Airds Moss was the location of the Tarrioch Ironworks, the only 18th century charcoal-fired blast furnace in southern Scotland. The Tarrioch Ironworks were constructed in the early 1730s by the Earl of Cathcart to take advantage of locally available materials, wood from the river valleys was used to make charcoal, water was diverted from the river to power a waterwheel which powered the furnace bellows and the local quarries produced hematite iron ore. The ironworks were in operation for around 20 years.

==Conservation Interest==
Airds Moss is one of the few areas of comparatively low-altitude blanket bog left in south-western Scotland, elsewherein this region conversion to agricultural use and afforestation have reduced the original extent of blanket bog. In some parts of Airds Moss the vegetation has been altered by historical drainage and quarrying for hematite and these areas are dominated by purple moor-grass (Molinia caerulea). Other parts of the site, where there is surface patterning and extensive area of more typical bog vegetation are dominated by heather (Calluna vulgaris), deergrass (Trichophorum cespitosum) and cross-leaved heath (Erica tetralix) while white beak-sedge (Rhynchospora alba), cranberry (Vaccinium oxycoccos) and carpets of the moss Sphagnum magellanicum can be locally abundant. The SAC has an area of around 1300 ha, of which roughly 900 ha consists of a mosaic of mire vegetation communities.

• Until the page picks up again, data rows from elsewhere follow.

mod common;

use std::time::Duration;

use futures_util::{SinkExt, StreamExt};
use tokio::time;
use tokio_tungstenite::tungstenite;

// ---------------------------------------------------------------------------
// Handshake
// ---------------------------------------------------------------------------

#[tokio::test]
async fn identify_returns_ready_with_online_list() {
    let server = common::start_server().await;

    let url = format!("ws://{}/gateway", server.addr);
    let (mut ws, _) = tokio_tungstenite::connect_async(&url)
        .await
        .expect("ws connect");

    let identify = serde_json::json!({
        "op": 2,
        "d": { "token": common::mint_token("usr_alice", "Alice") }
    });
    ws.send(tungstenite::Message::Text(identify.to_string().into()))
        .await
        .expect("send identify");

    let ready = common::next_frame(&mut ws).await;
    assert_eq!(ready["op"], 0);
    assert_eq!(ready["t"], "READY");
    assert_eq!(ready["s"], 1);

    let d = &ready["d"];
    assert!(d["connection_id"].as_str().unwrap().starts_with("conn_"));
    assert_eq!(d["user"]["id"], "usr_alice");
    assert_eq!(d["user"]["name"], "Alice");
    assert_eq!(d["online"], serde_json::json!(["usr_alice"]));
    assert!(d["heartbeat_interval"].as_u64().unwrap() > 0);
}

#[tokio::test]
async fn invalid_token_closes_with_auth_failure() {
    let server = common::start_server().await;

    let url = format!("ws://{}/gateway", server.addr);
    let (mut ws, _) = tokio_tungstenite::connect_async(&url)
        .await
        .expect("ws connect");

    let identify = serde_json::json!({ "op": 2, "d": { "token": "not-a-jwt" } });
    ws.send(tungstenite::Message::Text(identify.to_string().into()))
        .await
        .expect("send identify");

    common::expect_close(&mut ws, 4004).await;
}

#[tokio::test]
async fn first_frame_must_be_identify() {
    let server = common::start_server().await;

    let url = format!("ws://{}/gateway", server.addr);
    let (mut ws, _) = tokio_tungstenite::connect_async(&url)
        .await
        .expect("ws connect");

    let heartbeat = serde_json::json!({ "op": 1, "d": { "seq": 0 } });
    ws.send(tungstenite::Message::Text(heartbeat.to_string().into()))
        .await
        .expect("send heartbeat");

    common::expect_close(&mut ws, 4003).await;
}

#[tokio::test]
async fn second_identify_closes_the_session() {
    let server = common::start_server().await;
    let (mut ws, _) = common::connect_and_identify(server.addr, "usr_alice", "Alice").await;

    let identify = serde_json::json!({
        "op": 2,
        "d": { "token": common::mint_token("usr_alice", "Alice") }
    });
    ws.send(tungstenite::Message::Text(identify.to_string().into()))
        .await
        .expect("send identify");

    common::expect_close(&mut ws, 4000).await;
}

// ---------------------------------------------------------------------------
// Protocol
// ---------------------------------------------------------------------------

#[tokio::test]
async fn heartbeat_is_acknowledged() {
    let server = common::start_server().await;
    let (mut ws, _) = common::connect_and_identify(server.addr, "usr_alice", "Alice").await;
    // Drain the admission broadcast so the ack is the next frame.
    common::next_event(&mut ws, "ONLINE_STATUS").await;

    let heartbeat = serde_json::json!({ "op": 1, "d": { "seq": 5 } });
    ws.send(tungstenite::Message::Text(heartbeat.to_string().into()))
        .await
        .expect("send heartbeat");

    let ack = common::next_frame(&mut ws).await;
    assert_eq!(ack["op"], 6);
    assert_eq!(ack["d"]["ack"], 5);
}

#[tokio::test]
async fn unknown_opcode_closes_the_session() {
    let server = common::start_server().await;
    let (mut ws, _) = common::connect_and_identify(server.addr, "usr_alice", "Alice").await;

    let unknown = serde_json::json!({ "op": 9, "d": {} });
    ws.send(tungstenite::Message::Text(unknown.to_string().into()))
        .await
        .expect("send unknown");

    common::expect_close(&mut ws, 4001).await;
}

#[tokio::test]
async fn malformed_frame_is_an_error_not_a_disconnect() {
    let server = common::start_server().await;
    let (mut ws, _) = common::connect_and_identify(server.addr, "usr_alice", "Alice").await;

    ws.send(tungstenite::Message::Text("{not json".into()))
        .await
        .expect("send garbage");

    let error = common::next_event(&mut ws, "ERROR").await;
    assert_eq!(error["error"]["code"], "INVALID_ARGUMENT");

    // The session is still alive.
    let heartbeat = serde_json::json!({ "op": 1, "d": { "seq": 1 } });
    ws.send(tungstenite::Message::Text(heartbeat.to_string().into()))
        .await
        .expect("send heartbeat");
    let ack = common::next_frame(&mut ws).await;
    assert_eq!(ack["op"], 6);
}

#[tokio::test]
async fn unknown_event_is_an_error() {
    let server = common::start_server().await;
    let (mut ws, _) = common::connect_and_identify(server.addr, "usr_alice", "Alice").await;

    common::send_event(&mut ws, "NO_SUCH_EVENT", serde_json::json!({})).await;

    let error = common::next_event(&mut ws, "ERROR").await;
    assert_eq!(error["error"]["code"], "INVALID_ARGUMENT");
    assert!(error["error"]["message"]
        .as_str()
        .unwrap()
        .contains("NO_SUCH_EVENT"));
}

#[tokio::test]
async fn logout_closes_cleanly() {
    let server = common::start_server().await;
    let (mut ws, _) = common::connect_and_identify(server.addr, "usr_alice", "Alice").await;

    common::send_event(&mut ws, "LOGOUT", serde_json::json!({})).await;
    common::expect_close(&mut ws, 1000).await;

    // Registry cleanup follows the close.
    time::sleep(Duration::from_millis(100)).await;
    assert!(!server.state.registry.is_online("usr_alice"));
}

// ---------------------------------------------------------------------------
// Presence
// ---------------------------------------------------------------------------

#[tokio::test]
async fn presence_follows_connections() {
    let server = common::start_server().await;

    let (mut alice, ready) = common::connect_and_identify(server.addr, "usr_alice", "Alice").await;
    assert_eq!(ready["online"], serde_json::json!(["usr_alice"]));
    // Every admission broadcasts the full list, the new connection included.
    let status = common::next_event(&mut alice, "ONLINE_STATUS").await;
    assert_eq!(status["online"], serde_json::json!(["usr_alice"]));

    let (bob, bob_ready) = common::connect_and_identify(server.addr, "usr_bob", "Bob").await;
    assert_eq!(
        bob_ready["online"],
        serde_json::json!(["usr_alice", "usr_bob"])
    );

    // Alice sees bob arrive.
    let status = common::next_event(&mut alice, "ONLINE_STATUS").await;
    assert_eq!(status["online"], serde_json::json!(["usr_alice", "usr_bob"]));

    // And sees him leave.
    drop(bob);
    let status = common::next_event(&mut alice, "ONLINE_STATUS").await;
    assert_eq!(status["online"], serde_json::json!(["usr_alice"]));

    // Last disconnect records a last-active timestamp.
    time::sleep(Duration::from_millis(100)).await;
    assert!(server.store.last_active_of("usr_bob").is_some());
}

#[tokio::test]
async fn a_second_tab_keeps_the_user_online() {
    let server = common::start_server().await;

    // One broadcast per admission: alice's own, then one per bob tab.
    let (mut alice, _) = common::connect_and_identify(server.addr, "usr_alice", "Alice").await;
    common::next_event(&mut alice, "ONLINE_STATUS").await;
    let (bob_one, _) = common::connect_and_identify(server.addr, "usr_bob", "Bob").await;
    common::next_event(&mut alice, "ONLINE_STATUS").await;
    let (bob_two, _) = common::connect_and_identify(server.addr, "usr_bob", "Bob").await;
    common::next_event(&mut alice, "ONLINE_STATUS").await;

    // Closing one of bob's tabs rebroadcasts the list, with bob still in it.
    drop(bob_one);
    let status = common::next_event(&mut alice, "ONLINE_STATUS").await;
    assert_eq!(status["online"], serde_json::json!(["usr_alice", "usr_bob"]));

    drop(bob_two);
    let status = common::next_event(&mut alice, "ONLINE_STATUS").await;
    assert_eq!(status["online"], serde_json::json!(["usr_alice"]));
}
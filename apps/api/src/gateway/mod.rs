//! The realtime gateway: connection registry, room membership, presence,
//! message fan-out, chunked uploads, and call signaling.

pub mod calls;
pub mod events;
pub mod fanout;
pub mod presence;
pub mod registry;
pub mod rooms;
pub mod server;
pub mod transfer;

The area qualifies as a Special Protection Area because it contains breeding and wintering hen harrier, merlin, peregrine falcon, short-eared owl and European golden plover. Slightly more than 400 ha of the Moss is managed as a wildlife reserve by the Royal Society for the Protection of Birds with the aim of improving the condition of the site and the neighbouring floodplain to benefit wildlife. This has included blocking drainage ditches and thousands of dams have been installed to restore water levels.